Field Type Returned Notes
changed bool always Whether the module made any changes.
groups_checked list always Groups that were required through C(require_groups).
lease_end str always Alias for C(principal_expiration_after).
memberof_group list always Direct group memberships returned by IdM for the target user.
password_expiration_after str always Final C(krbPasswordExpiration) value in generalized UTC format.
password_expiration_before str always Prior C(krbPasswordExpiration) value in generalized UTC format.
principal_expiration_after str always Final C(krbPrincipalExpiration) value in generalized UTC format.
principal_expiration_before str always Prior C(krbPrincipalExpiration) value in generalized UTC format.
uid str always Target user login as returned by IdM.
username str always Target user that was inspected or modified.

Examples

# Give a temporary user a two-hour lease window
- name: Set a two-hour principal lease
  eigenstate.ipa.user_lease:
    username: temp-deploy
    principal_expiration: "02:00"
    password_expiration_matches_principal: true
    server: idm-01.example.com
    ipaadmin_password: "{{ ipa_password }}"

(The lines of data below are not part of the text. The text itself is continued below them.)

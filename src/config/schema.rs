//! Configuration schema definitions.
//!
//! All types derive Serde traits for deserialization from config files.
//! Every field has a default, so an empty file is a valid config.

use serde::{Deserialize, Serialize};

use crate::negotiation::Format;

/// Root configuration for the server.
#[derive(Debug, Clone, Deserialize, Serialize, Default)]
#[serde(default)]
pub struct ServerConfig {
    /// Listener configuration.
    pub listener: ListenerConfig,

    /// Route registration settings.
    pub routes: RoutesConfig,

    /// Content negotiation settings.
    pub negotiation: NegotiationConfig,

    /// Timeout configuration.
    pub timeouts: TimeoutConfig,

    /// Observability settings.
    pub observability: ObservabilityConfig,
}

/// Listener configuration.
#[derive(Debug, Clone, Deserialize, Serialize)]
#[serde(default)]
pub struct ListenerConfig {
    /// Bind address (e.g., "0.0.0.0:8080").
    pub bind_address: String,
}

impl Default for ListenerConfig {
    fn default() -> Self {
        Self {
            bind_address: "0.0.0.0:8080".to_string(),
        }
    }
}

/// Route registration settings.
#[derive(Debug, Clone, Deserialize, Serialize)]
#[serde(default)]
pub struct RoutesConfig {
    /// Base path every API route is composed under.
    pub base_path: String,
}

impl Default for RoutesConfig {
    fn default() -> Self {
        Self {
            base_path: "/api".to_string(),
        }
    }
}

/// Content negotiation settings.
#[derive(Debug, Clone, Deserialize, Serialize)]
#[serde(default)]
pub struct NegotiationConfig {
    /// Media types offered by negotiated routes, most preferred first.
    pub offered_formats: Vec<String>,
}

impl NegotiationConfig {
    /// Offered formats that map to a known `Format`, in configured order.
    pub fn formats(&self) -> Vec<Format> {
        self.offered_formats
            .iter()
            .filter_map(|media_type| Format::from_media_type(media_type))
            .collect()
    }
}

impl Default for NegotiationConfig {
    fn default() -> Self {
        Self {
            offered_formats: vec![
                Format::Json.media_type().to_string(),
                Format::Xml.media_type().to_string(),
                Format::Plain.media_type().to_string(),
            ],
        }
    }
}

/// Timeout configuration.
#[derive(Debug, Clone, Deserialize, Serialize)]
#[serde(default)]
pub struct TimeoutConfig {
    /// Total request timeout in seconds.
    pub request_secs: u64,
}

impl Default for TimeoutConfig {
    fn default() -> Self {
        Self { request_secs: 30 }
    }
}

/// Observability configuration.
#[derive(Debug, Clone, Deserialize, Serialize)]
#[serde(default)]
pub struct ObservabilityConfig {
    /// Default `tracing` filter; `RUST_LOG` takes precedence.
    pub log_filter: String,
}

impl Default for ObservabilityConfig {
    fn default() -> Self {
        Self {
            log_filter: "routekit=debug,tower_http=debug".to_string(),
        }
    }
}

# Expire principal and password together for a governed user
- name: End temporary user access now
  eigenstate.ipa.user_lease:
    username: temp-maintenance
    state: expired
    password_expiration_matches_principal: true
    require_groups:
      - lease-targets
    server: idm-01.example.com
    kerberos_keytab: /etc/ipa/lease-operator.keytab
    ipaadmin_principal: lease-operator

# Pin an absolute UTC lease end
- name: Set explicit lease end
  eigenstate.ipa.user_lease:
    username: temp-build
    principal_expiration: "2026-04-09T18:30:00Z"
    password_expiration_matches_principal: true
    server: idm-01.example.com
    kerberos_keytab: /etc/ipa/lease-operator.keytab
    ipaadmin_principal: lease-operator

# Remove the principal expiry while leaving password expiry alone
- name: Clear temporary principal cutoff
  eigenstate.ipa.user_lease:
    username: temp-build
    state: cleared
    server: idm-01.example.com
    ipaadmin_password: "{{ ipa_password }}"

# Clear both expiry attributes
- name: Clear all lease state
  eigenstate.ipa.user_lease:
    username: temp-build
    state: cleared
    clear_password_expiration: true
    server: idm-01.example.com
    ipaadmin_password: "{{ ipa_password }}"

Output Shape

- changed: true
  uid: "temp-deploy"
  username: "temp-deploy"
  groups_checked:
    - "lease-targets"
  principal_expiration_before: null
  principal_expiration_after: "2026-05-16T20:00:00Z"
  password_expiration_before: null
  password_expiration_after: "2026-05-16T20:00:00Z"
  lease_end: "2026-05-16T20:00:00Z"
  memberof_group:
    - "ipausers"
    - "lease-targets"

Error Behavior

Module failures return through normal Ansible module failure handling. Use check mode where supported before mutating IdM, keytab, certificate, or filesystem state.